The killer feature: MCP tools over Tailscale. 15 AI tools running on the Desktop, accessible from the MacBook at ~100-200ms per call. Vault search from the couch. kubectl from the couch. GPU inference from the couch.
January 14-15: Qdrant scaled up. The migration had completed on December 31st, but now the index was growing — 148K+ documents, 328K vectors, Qwen3-Embedding-0.6B at 1024 dimensions. The collection name is still leveling_life_qwen3. Renaming it would mean reindexing 328K vectors. Pragmatism beats perfection.
January 15: Harbor Container Registry — planned and deployed in a single day. Pull-through cache proxying five upstream registries (Docker Hub, GHCR, Quay, K8s, NVIDIA), NodePort 30500. No more rate-limited pulls from Docker Hub during deployments. Nine pods running by end of day.
January 13-25: The Birth of the ADR (and EIP)
Vault Evidence: EIP architecture docs, eng-intel-platform/docs/adr/, Code Graph visualization
January 13th was the second SRE interview. I’d listened to the feedback from the first one and done the prep work — properly this time.
The prep started on January 9th. I built a question bank — 30+ technical and behavioural questions, covering K8s, Linux, networking, observability, and the competency framework. Then a weekend checklist: Saturday morning was K8s control plane drilling with Claude Code — drawing the architecture from memory, explaining each component out loud. Saturday afternoon was STAR stories practiced verbally, scored out of 10. Sunday was mock interviews and technical Q&A. I created a flashcard system mapping every possible interview question to a specific story, with a quick-match decision guide so I wouldn’t freeze up when a question landed differently than expected.

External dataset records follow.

//! Retention rules.
//!
//! Both rules only compute a cut point: the index of the first surviving
//! revision. Applying a cut is the chain's job ([`RevisionChain::rebase`]),
//! which materializes the content at the cut before discarding anything.
//!
//! [`RevisionChain::rebase`]: crate::RevisionChain::rebase

/// Milliseconds in one day.
pub const DAY_MS: i64 = 86_400_000;

/// Default cap on revisions kept per file.
pub const DEFAULT_MAX_REVISIONS: usize = 50;

/// Smallest accepted revision cap.
pub const MIN_MAX_REVISIONS: usize = 1;

/// Largest accepted revision cap.
pub const MAX_MAX_REVISIONS: usize = 1000;

/// Default byte ceiling for a single snapshot (5 MiB).
pub const DEFAULT_MAX_CONTENT_BYTES: usize = 5 * 1024 * 1024;

/// Limits applied to every chain in a store.
#[derive(Debug, Clone, Copy, PartialEq, Eq)]
pub struct RetentionLimits {
	/// Maximum revisions kept per file.
	pub max_revisions: usize,
	/// Maximum byte length of a snapshot; larger content is skipped.
	pub max_content_bytes: usize,
}

impl Default for RetentionLimits {
	fn default() -> Self {
		Self {
			max_revisions: DEFAULT_MAX_REVISIONS,
			max_content_bytes: DEFAULT_MAX_CONTENT_BYTES,
		}
	}
}

impl RetentionLimits {
	/// Returns these limits with `max_revisions` clamped into the accepted range.
	pub fn clamped(self) -> Self {
		Self {
			max_revisions: clamp_max_revisions(self.max_revisions),
			..self
		}
	}
}

/// Clamps a revision cap into `[MIN_MAX_REVISIONS, MAX_MAX_REVISIONS]`.
pub fn clamp_max_revisions(max: usize) -> usize {
	max.clamp(MIN_MAX_REVISIONS, MAX_MAX_REVISIONS)
}

/// Computes the max-count cut for a chain of `len` revisions.
///
/// Returns `None` when nothing needs trimming, otherwise the index of the
/// first of the `max_count` most recent revisions. A cap of zero is treated
/// as one so the rule never empties a chain.
pub fn count_cut(len: usize, max_count: usize) -> Option<usize> {
	let max_count = max_count.max(MIN_MAX_REVISIONS);
	(len > max_count).then(|| len - max_count)
}

/// Returns the timestamp at or before which revisions are expired.
pub fn age_cutoff(now_ms: i64, days: u32) -> i64 {
	now_ms.saturating_sub(i64::from(days).saturating_mul(DAY_MS))
}

/// Computes the age cut: the length of the leading run of revisions whose
/// timestamp is at or before `cutoff`.
///
/// A revision older than the cutoff that follows a younger one is not part
/// of the run and survives, so only a strict prefix is ever removed.
pub fn age_cut(timestamps: impl IntoIterator<Item = i64>, cutoff: i64) -> usize {
	timestamps.into_iter().take_while(|&ts| ts <= cutoff).count()
}
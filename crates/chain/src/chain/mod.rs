//! The revision chain: a base snapshot plus ordered patches.
//!
//! Reconstruction is a forward replay from `base` and costs O(index) patch
//! applications. No intermediate snapshots are cached; long chains are kept
//! in check by retention, which re-roots the chain through [`RevisionChain::rebase`].

#[cfg(test)]
mod tests;

use localhist_patch::{Patch, Rope};
use serde::{Deserialize, Serialize};

use crate::error::{ChainError, Result};
use crate::retention;
use crate::revision::{Position, Revision, RevisionSummary};

/// History of one file: the oldest retained content and the patches after it.
#[derive(Debug, Clone, Default, PartialEq, Eq, Serialize, Deserialize)]
pub struct RevisionChain {
	base: String,
	#[serde(default)]
	revisions: Vec<Revision>,
}

impl RevisionChain {
	/// Creates a chain rooted at `base` with no revisions.
	pub fn new(base: impl Into<String>) -> Self {
		Self {
			base: base.into(),
			revisions: Vec::new(),
		}
	}

	/// Returns the oldest retained content.
	pub fn base(&self) -> &str {
		&self.base
	}

	/// Returns the revisions, oldest first.
	pub fn revisions(&self) -> &[Revision] {
		&self.revisions
	}

	/// Returns the number of revisions.
	pub fn len(&self) -> usize {
		self.revisions.len()
	}

	/// Returns true if the chain holds only its base.
	pub fn is_empty(&self) -> bool {
		self.revisions.is_empty()
	}

	/// Returns the position of the newest version.
	pub fn last_position(&self) -> Position {
		match self.revisions.len() {
			0 => Position::Base,
			n => Position::After(n - 1),
		}
	}

	/// Reconstructs the content at `pos`.
	///
	/// [`Position::Base`] returns `base` verbatim. [`Position::After`] replays
	/// `revisions[0..=i]` in order. The chain is never modified.
	///
	/// # Errors
	///
	/// - [`ChainError::IndexOutOfRange`] if `i` is not a revision index.
	/// - [`ChainError::CorruptChain`] if a stored patch fails to decode or apply.
	pub fn reconstruct(&self, pos: Position) -> Result<String> {
		let end = match pos {
			Position::Base => return Ok(self.base.clone()),
			Position::After(index) => {
				self.check_index(index)?;
				index
			}
		};

		let mut rope = Rope::from_str(&self.base);
		for (index, revision) in self.revisions[..=end].iter().enumerate() {
			let patch =
				Patch::from_text(&revision.patch).map_err(|e| ChainError::corrupt(index, &e))?;
			patch
				.apply_rope(&mut rope)
				.map_err(|e| ChainError::corrupt(index, &e))?;
		}
		Ok(rope.to_string())
	}

	/// Reconstructs the newest version.
	///
	/// # Errors
	///
	/// Returns [`ChainError::CorruptChain`] if replay fails.
	pub fn latest(&self) -> Result<String> {
		self.reconstruct(self.last_position())
	}

	/// Records `content` as a new revision.
	///
	/// The patch is computed against the reconstructed newest version. Identical
	/// content still records a revision; every append is a timestamped event.
	/// The timestamp is `now_ms`, raised to the previous revision's timestamp
	/// if the clock went backwards, so timestamps never decrease.
	///
	/// Returns the index of the new revision.
	///
	/// # Errors
	///
	/// - [`ChainError::ContentTooLarge`] if `content` exceeds `max_bytes`.
	/// - [`ChainError::CorruptChain`] if the newest version cannot be rebuilt.
	///
	/// The chain is unchanged on error.
	pub fn append(
		&mut self,
		content: &str,
		label: Option<&str>,
		now_ms: i64,
		max_bytes: usize,
	) -> Result<usize> {
		if content.len() > max_bytes {
			return Err(ChainError::ContentTooLarge {
				size: content.len(),
				limit: max_bytes,
			});
		}

		let previous = self.latest()?;
		let patch = Patch::diff(&previous, content).to_text()?;
		let timestamp = self
			.revisions
			.last()
			.map_or(now_ms, |last| now_ms.max(last.timestamp));

		self.revisions.push(Revision {
			patch,
			timestamp,
			label: normalize_label(label),
		});
		Ok(self.revisions.len() - 1)
	}

	/// Sets the label of `revisions[index]`; an empty label clears it.
	///
	/// # Errors
	///
	/// Returns [`ChainError::IndexOutOfRange`] for an invalid index.
	pub fn rename(&mut self, index: usize, label: &str) -> Result<()> {
		self.check_index(index)?;
		self.revisions[index].label = normalize_label(Some(label));
		Ok(())
	}

	/// Drops `revisions[..keep_from]`, first installing the content just
	/// before `revisions[keep_from]` as the new base.
	///
	/// Every surviving revision reconstructs to the same content as before.
	/// `keep_from == len()` collapses the chain to its newest version as base.
	///
	/// Returns the number of revisions removed.
	///
	/// # Errors
	///
	/// - [`ChainError::IndexOutOfRange`] if `keep_from > len()`.
	/// - [`ChainError::CorruptChain`] if the cut point cannot be rebuilt; the
	///   chain is left untouched.
	pub fn rebase(&mut self, keep_from: usize) -> Result<usize> {
		if keep_from == 0 {
			return Ok(0);
		}
		if keep_from > self.revisions.len() {
			return Err(ChainError::IndexOutOfRange {
				index: keep_from,
				len: self.revisions.len(),
			});
		}

		let new_base = self.reconstruct(Position::After(keep_from - 1))?;
		self.revisions.drain(..keep_from);
		self.base = new_base;
		Ok(keep_from)
	}

	/// Keeps only the `max_count` most recent revisions.
	///
	/// Returns the number of revisions removed.
	///
	/// # Errors
	///
	/// Returns [`ChainError::CorruptChain`] if the cut point cannot be rebuilt.
	pub fn trim_to_count(&mut self, max_count: usize) -> Result<usize> {
		match retention::count_cut(self.revisions.len(), max_count) {
			Some(cut) => self.rebase(cut),
			None => Ok(0),
		}
	}

	/// Removes the leading run of revisions with `timestamp <= cutoff_ms`.
	///
	/// Returns the number of revisions removed.
	///
	/// # Errors
	///
	/// Returns [`ChainError::CorruptChain`] if the cut point cannot be rebuilt.
	pub fn trim_older_than(&mut self, cutoff_ms: i64) -> Result<usize> {
		let cut = self.expired_prefix(cutoff_ms);
		self.rebase(cut)
	}

	/// Returns how many leading revisions are at or before `cutoff_ms`.
	pub fn expired_prefix(&self, cutoff_ms: i64) -> usize {
		retention::age_cut(self.revisions.iter().map(|r| r.timestamp), cutoff_ms)
	}

	/// Returns display rows for every revision, oldest first.
	pub fn summaries(&self) -> Vec<RevisionSummary> {
		self.revisions
			.iter()
			.enumerate()
			.map(|(index, revision)| RevisionSummary {
				index,
				label: revision.label.clone(),
				display_label: revision.display_label(index),
				timestamp: revision.timestamp,
				patch_bytes: revision.patch.len(),
			})
			.collect()
	}

	/// Replays the whole chain, returning the first failure.
	///
	/// # Errors
	///
	/// Returns [`ChainError::CorruptChain`] naming the first bad revision.
	pub fn verify(&self) -> Result<()> {
		self.latest().map(|_| ())
	}

	fn check_index(&self, index: usize) -> Result<()> {
		if index >= self.revisions.len() {
			return Err(ChainError::IndexOutOfRange {
				index,
				len: self.revisions.len(),
			});
		}
		Ok(())
	}
}

fn normalize_label(label: Option<&str>) -> Option<String> {
	label
		.map(str::trim)
		.filter(|label| !label.is_empty())
		.map(str::to_string)
}
//! Host adapter for local history.
//!
//! Editors translate their save events and history UI actions into
//! [`HostCommand`]s and pass them to [`LocalHistory::handle`]. The adapter owns
//! the [`ChainStore`](localhist_chain::ChainStore), persists it through a
//! [`HistoryStorage`](localhist_chain::HistoryStorage) backend after every
//! mutation, and turns errors into short user-facing messages.

/// Host commands and responses.
pub mod command;
/// Host error types.
pub mod error;
/// TOML settings.
pub mod settings;
/// JSON file storage backend.
pub mod storage;

mod service;

pub use command::{HistoryView, HostCommand, HostResponse, RestoreMode};
pub use error::{HostError, Result, SettingsError};
pub use service::{LocalHistory, unified_diff};
pub use settings::{Settings, default_settings_path};
pub use storage::JsonFileStorage;
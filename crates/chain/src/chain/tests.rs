use pretty_assertions::assert_eq;
use proptest::prelude::*;

use super::RevisionChain;
use crate::error::ChainError;
use crate::revision::{Position, Revision};

const LIMIT: usize = 1024;

fn chain_of(base: &str, versions: &[&str]) -> RevisionChain {
	let mut chain = RevisionChain::new(base);
	for (i, version) in versions.iter().enumerate() {
		chain.append(version, None, i as i64 * 1_000, LIMIT).unwrap();
	}
	chain
}

fn all_versions(chain: &RevisionChain) -> Vec<String> {
	(0..chain.len())
		.map(|i| chain.reconstruct(Position::After(i)).unwrap())
		.collect()
}

#[test]
fn hello_world_scenario() {
	let mut chain = RevisionChain::new("hello");
	chain.append("hello world", Some("v1"), 1, LIMIT).unwrap();
	chain.append("hello world!", None, 2, LIMIT).unwrap();

	assert_eq!(chain.len(), 2);
	assert_eq!(chain.reconstruct(Position::After(0)).unwrap(), "hello world");
	assert_eq!(chain.reconstruct(Position::After(1)).unwrap(), "hello world!");
	assert_eq!(chain.reconstruct(Position::from_signed(-1)).unwrap(), "hello");
	assert_eq!(chain.revisions()[0].label.as_deref(), Some("v1"));
	assert_eq!(chain.revisions()[1].label, None);
}

#[test]
fn new_chain_has_only_base() {
	let chain = RevisionChain::new("seed");
	assert!(chain.is_empty());
	assert_eq!(chain.last_position(), Position::Base);
	assert_eq!(chain.latest().unwrap(), "seed");
}

#[test]
fn identical_content_still_records_a_revision() {
	let mut chain = RevisionChain::new("same\n");
	chain.append("same\n", None, 5, LIMIT).unwrap();
	chain.append("same\n", None, 6, LIMIT).unwrap();
	assert_eq!(chain.len(), 2);
	assert_eq!(all_versions(&chain), vec!["same\n", "same\n"]);
}

#[test]
fn oversized_content_is_rejected_without_mutation() {
	let mut chain = chain_of("a", &["ab"]);
	let before = chain.clone();
	let err = chain.append("abcdef", None, 10, 4).unwrap_err();
	assert!(matches!(err, ChainError::ContentTooLarge { size: 6, limit: 4 }));
	assert!(err.is_soft_skip());
	assert_eq!(chain, before);
}

#[test]
fn timestamps_never_decrease() {
	let mut chain = RevisionChain::new("");
	chain.append("a", None, 500, LIMIT).unwrap();
	chain.append("b", None, 100, LIMIT).unwrap();
	assert_eq!(chain.revisions()[1].timestamp, 500);
}

#[test]
fn reconstruct_rejects_out_of_range_index() {
	let chain = chain_of("x", &["y", "z"]);
	assert!(matches!(
		chain.reconstruct(Position::After(2)),
		Err(ChainError::IndexOutOfRange { index: 2, len: 2 })
	));
}

#[test]
fn malformed_patch_is_reported_as_corrupt() {
	let mut chain = chain_of("one\n", &["one\ntwo\n"]);
	chain.revisions.push(Revision {
		patch: "garbage".into(),
		timestamp: 10,
		label: None,
	});

	assert_eq!(chain.reconstruct(Position::After(0)).unwrap(), "one\ntwo\n");
	assert!(matches!(
		chain.reconstruct(Position::After(1)),
		Err(ChainError::CorruptChain { index: 1, .. })
	));
	assert!(chain.verify().is_err());
}

#[test]
fn overflowing_patch_is_reported_as_corrupt() {
	let chain: RevisionChain = serde_json::from_value(serde_json::json!({
		"base": "abcdef",
		"revisions": [
			{ "patch": format!(r#"[{{"Retain":{}}},{{"Delete":6}}]"#, usize::MAX), "timestamp": 1 },
		],
	}))
	.unwrap();

	assert!(matches!(
		chain.reconstruct(Position::After(0)),
		Err(ChainError::CorruptChain { index: 0, .. })
	));
	assert!(chain.verify().is_err());

	let mut trimmed = chain.clone();
	assert!(trimmed.trim_to_count(1).is_ok());
	assert!(matches!(
		trimmed.trim_older_than(i64::MAX),
		Err(ChainError::CorruptChain { index: 0, .. })
	));
	assert_eq!(trimmed, chain);
}

#[test]
fn patch_for_wrong_source_is_reported_as_corrupt() {
	let mut chain = chain_of("abc", &["abcd"]);
	chain.base = "a much longer base".into();
	assert!(matches!(
		chain.reconstruct(Position::After(0)),
		Err(ChainError::CorruptChain { index: 0, .. })
	));
}

#[test]
fn append_on_corrupt_chain_fails_and_leaves_it_alone() {
	let mut chain = chain_of("abc", &["abcd"]);
	chain.revisions[0].patch = "[]".into();
	let before = chain.clone();
	assert!(matches!(
		chain.append("new", None, 9, LIMIT),
		Err(ChainError::CorruptChain { .. })
	));
	assert_eq!(chain, before);
}

#[test]
fn rename_sets_and_clears_labels() {
	let mut chain = chain_of("a", &["b", "c"]);
	let versions = all_versions(&chain);

	chain.rename(1, "release").unwrap();
	chain.rename(1, "release").unwrap();
	assert_eq!(chain.revisions()[1].label.as_deref(), Some("release"));
	assert_eq!(chain.revisions()[1].display_label(1), "release");

	chain.rename(1, "  ").unwrap();
	assert_eq!(chain.revisions()[1].label, None);
	assert_eq!(chain.revisions()[1].display_label(1), "#1");

	assert_eq!(all_versions(&chain), versions);
	assert!(matches!(
		chain.rename(2, "nope"),
		Err(ChainError::IndexOutOfRange { index: 2, len: 2 })
	));
}

#[test]
fn trim_to_count_keeps_newest_and_rebases() {
	let mut chain = chain_of("v0", &["v1", "v2", "v3", "v4", "v5"]);
	let before = all_versions(&chain);

	let removed = chain.trim_to_count(2).unwrap();
	assert_eq!(removed, 3);
	assert_eq!(chain.len(), 2);
	assert_eq!(chain.base(), "v3");
	assert_eq!(all_versions(&chain), before[3..].to_vec());
	assert_eq!(chain.revisions()[0].timestamp, 3_000);
}

#[test]
fn trim_to_count_below_cap_is_noop() {
	let mut chain = chain_of("a", &["b"]);
	let before = chain.clone();
	assert_eq!(chain.trim_to_count(50).unwrap(), 0);
	assert_eq!(chain, before);
}

#[test]
fn trim_older_than_rebases_onto_survivors() {
	let mut chain = chain_of("v0", &["v1", "v2", "v3", "v4"]);
	let before = all_versions(&chain);

	let removed = chain.trim_older_than(1_000).unwrap();
	assert_eq!(removed, 2);
	assert_eq!(chain.base(), "v2");
	assert_eq!(all_versions(&chain), before[2..].to_vec());
}

#[test]
fn trim_older_than_keeps_revisions_after_a_younger_one() {
	let mut chain = chain_of("v0", &["v1", "v2", "v3"]);
	chain.revisions[1].timestamp = 5_000;
	chain.revisions[2].timestamp = 0;

	assert_eq!(chain.trim_older_than(1_000).unwrap(), 1);
	assert_eq!(chain.len(), 2);
	assert_eq!(chain.reconstruct(Position::After(1)).unwrap(), "v3");
}

#[test]
fn trimming_everything_collapses_to_latest() {
	let mut chain = chain_of("v0", &["v1", "v2"]);
	assert_eq!(chain.trim_older_than(i64::MAX).unwrap(), 2);
	assert!(chain.is_empty());
	assert_eq!(chain.base(), "v2");
}

#[test]
fn rebase_failure_leaves_chain_untouched() {
	let mut chain = chain_of("v0", &["v1", "v2", "v3"]);
	chain.revisions[0].patch = "{".into();
	let before = chain.clone();
	assert!(chain.trim_to_count(1).is_err());
	assert_eq!(chain, before);
}

#[test]
fn rebase_past_end_is_out_of_range() {
	let mut chain = chain_of("v0", &["v1"]);
	assert!(matches!(
		chain.rebase(2),
		Err(ChainError::IndexOutOfRange { index: 2, len: 1 })
	));
}

#[test]
fn summaries_fall_back_to_index() {
	let mut chain = RevisionChain::new("a");
	chain.append("b", Some("first"), 7, LIMIT).unwrap();
	chain.append("c", None, 8, LIMIT).unwrap();
	let rows = chain.summaries();
	assert_eq!(rows.len(), 2);
	assert_eq!(rows[0].display_label, "first");
	assert_eq!(rows[1].display_label, "#1");
	assert_eq!(rows[1].timestamp, 8);
	assert_eq!(rows[1].patch_bytes, chain.revisions()[1].patch.len());
}

#[test]
fn serialized_layout_matches_host_format() {
	let mut chain = RevisionChain::new("hello");
	chain.append("hello world", Some("v1"), 1_700_000_000_000, LIMIT).unwrap();
	chain.append("hello world!", None, 1_700_000_001_000, LIMIT).unwrap();

	let value = serde_json::to_value(&chain).unwrap();
	assert_eq!(value["base"], "hello");
	assert_eq!(value["revisions"][0]["timestamp"], 1_700_000_000_000_i64);
	assert_eq!(value["revisions"][0]["label"], "v1");
	assert!(value["revisions"][1].get("label").is_none());

	let restored: RevisionChain = serde_json::from_value(value).unwrap();
	assert_eq!(restored, chain);
}

fn arb_versions() -> impl Strategy<Value = Vec<String>> {
	prop::collection::vec("[ab\n]{0,12}", 1..12)
}

proptest! {
	#[test]
	fn last_revision_is_last_appended(base in "[ab\n]{0,12}", versions in arb_versions()) {
		let mut chain = RevisionChain::new(base);
		for (i, version) in versions.iter().enumerate() {
			let before = chain.len();
			let index = chain.append(version, None, i as i64, LIMIT).unwrap();
			prop_assert_eq!(index, before);
			prop_assert_eq!(chain.len(), before + 1);
			prop_assert_eq!(&chain.latest().unwrap(), version);
		}
	}

	#[test]
	fn reads_are_deterministic(versions in arb_versions()) {
		let mut chain = RevisionChain::new("");
		for (i, version) in versions.iter().enumerate() {
			chain.append(version, None, i as i64, LIMIT).unwrap();
		}
		let snapshot = chain.clone();
		let first = all_versions(&chain);
		let second = all_versions(&chain);
		prop_assert_eq!(&first, &second);
		prop_assert_eq!(&first, &versions);
		prop_assert_eq!(chain, snapshot);
	}

	#[test]
	fn count_trim_preserves_survivors(versions in arb_versions(), max in 1usize..6) {
		let mut chain = RevisionChain::new("root");
		for (i, version) in versions.iter().enumerate() {
			chain.append(version, None, i as i64, LIMIT).unwrap();
		}
		let before = all_versions(&chain);
		chain.trim_to_count(max).unwrap();

		prop_assert!(chain.len() <= max);
		let dropped = before.len() - chain.len();
		prop_assert_eq!(all_versions(&chain), before[dropped..].to_vec());
	}

	#[test]
	fn age_trim_preserves_survivors(versions in arb_versions(), cutoff in -1i64..14) {
		let mut chain = RevisionChain::new("root");
		for (i, version) in versions.iter().enumerate() {
			chain.append(version, None, i as i64, LIMIT).unwrap();
		}
		let before = all_versions(&chain);
		let removed = chain.trim_older_than(cutoff).unwrap();

		prop_assert!(chain.revisions().iter().all(|r| r.timestamp > cutoff));
		prop_assert_eq!(all_versions(&chain), before[removed..].to_vec());
	}
}
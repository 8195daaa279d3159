//! Persistence seam for the chain map.
//!
//! The store never performs I/O on its own. Hosts call
//! [`ChainStore::persist`](crate::ChainStore::persist) after a successful
//! mutation and the whole map is handed to a [`HistoryStorage`] backend.

use std::collections::BTreeMap;
use std::sync::atomic::{AtomicUsize, Ordering};

use parking_lot::Mutex;

use crate::chain::RevisionChain;
use crate::error::StorageError;

/// The persisted form of a store: file identity to chain.
///
/// Ordered so serialized output is stable across saves.
pub type StoredChains = BTreeMap<String, RevisionChain>;

/// Backing store for the serialized chain map.
pub trait HistoryStorage {
	/// Loads the full map. A backend with nothing saved yet returns an empty map.
	///
	/// # Errors
	///
	/// Returns [`StorageError`] if the backing store cannot be read or parsed.
	fn load(&self) -> Result<StoredChains, StorageError>;

	/// Replaces the stored map with `chains`.
	///
	/// # Errors
	///
	/// Returns [`StorageError`] if the backing store cannot be written.
	fn save(&self, chains: &StoredChains) -> Result<(), StorageError>;
}

/// In-memory backend for tests and embedders that persist elsewhere.
#[derive(Debug, Default)]
pub struct MemoryStorage {
	chains: Mutex<StoredChains>,
	saves: AtomicUsize,
}

impl MemoryStorage {
	/// Creates an empty backend.
	pub fn new() -> Self {
		Self::default()
	}

	/// Creates a backend pre-populated with `chains`.
	pub fn with_chains(chains: StoredChains) -> Self {
		Self {
			chains: Mutex::new(chains),
			saves: AtomicUsize::new(0),
		}
	}

	/// Returns a copy of the stored map.
	pub fn contents(&self) -> StoredChains {
		self.chains.lock().clone()
	}

	/// Returns how many times [`HistoryStorage::save`] was called.
	pub fn save_count(&self) -> usize {
		self.saves.load(Ordering::SeqCst)
	}
}

impl HistoryStorage for MemoryStorage {
	fn load(&self) -> Result<StoredChains, StorageError> {
		Ok(self.chains.lock().clone())
	}

	fn save(&self, chains: &StoredChains) -> Result<(), StorageError> {
		*self.chains.lock() = chains.clone();
		self.saves.fetch_add(1, Ordering::SeqCst);
		Ok(())
	}
}
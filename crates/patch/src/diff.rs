use similar::{DiffTag, TextDiff};

use crate::patch::Patch;

fn char_count(lines: &[&str]) -> usize {
	lines.iter().map(|line| line.chars().count()).sum()
}

impl Patch {
	/// Builds a patch turning `old` into `new`.
	///
	/// Diffs line by line (Myers) and expresses every hunk as char-counted
	/// operations. Lines keep their terminators, so unchanged spans retain
	/// exactly the source text. Identical inputs yield a no-op patch.
	pub fn diff(old: &str, new: &str) -> Self {
		let diff = TextDiff::from_lines(old, new);
		let old_lines = diff.old_slices();
		let new_lines = diff.new_slices();

		let mut patch = Patch::new();
		for op in diff.ops() {
			let (tag, old_range, new_range) = op.as_tag_tuple();
			match tag {
				DiffTag::Equal => patch.retain(char_count(&old_lines[old_range])),
				DiffTag::Delete => patch.delete(char_count(&old_lines[old_range])),
				DiffTag::Insert => patch.insert(new_lines[new_range].concat()),
				DiffTag::Replace => {
					patch.delete(char_count(&old_lines[old_range]));
					patch.insert(new_lines[new_range].concat());
				}
			}
		}
		patch
	}
}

The morning of the interview: 07:00-08:30, Claude Code rapid fire — K8s questions, STAR practice, last-minute flashcard review. Then the Mac’s dictation feature to practice verbal responses, hearing myself explain things out loud instead of just reading answers on a screen. By 10:00 AM, I’d done more structured prep in four days than I’d done in the month before the October attempt.
The difference showed:
| October 2025 | January 2026 | |
|---|---|---|
| K8s Architecture | Struggled | Confident |
| STAR Delivery | Scripted | Natural |
| Technical Gaps | Multiple | One |
| Interviewer Feedback | Gaps obvious | ”Proper preparation” |
The post-interview feedback: 60-70% improvement from last time. But there was one comment that stuck with me — the kind of feedback that’s more valuable than a score: “You’re clever — using your own mind rather than relying on AI too much would be better for exams.” That tension is real. AI is incredible for prep — drilling, testing, building confidence. But in the room, you have to deliver it yourself. The prep gave me the foundation. I delivered it as me.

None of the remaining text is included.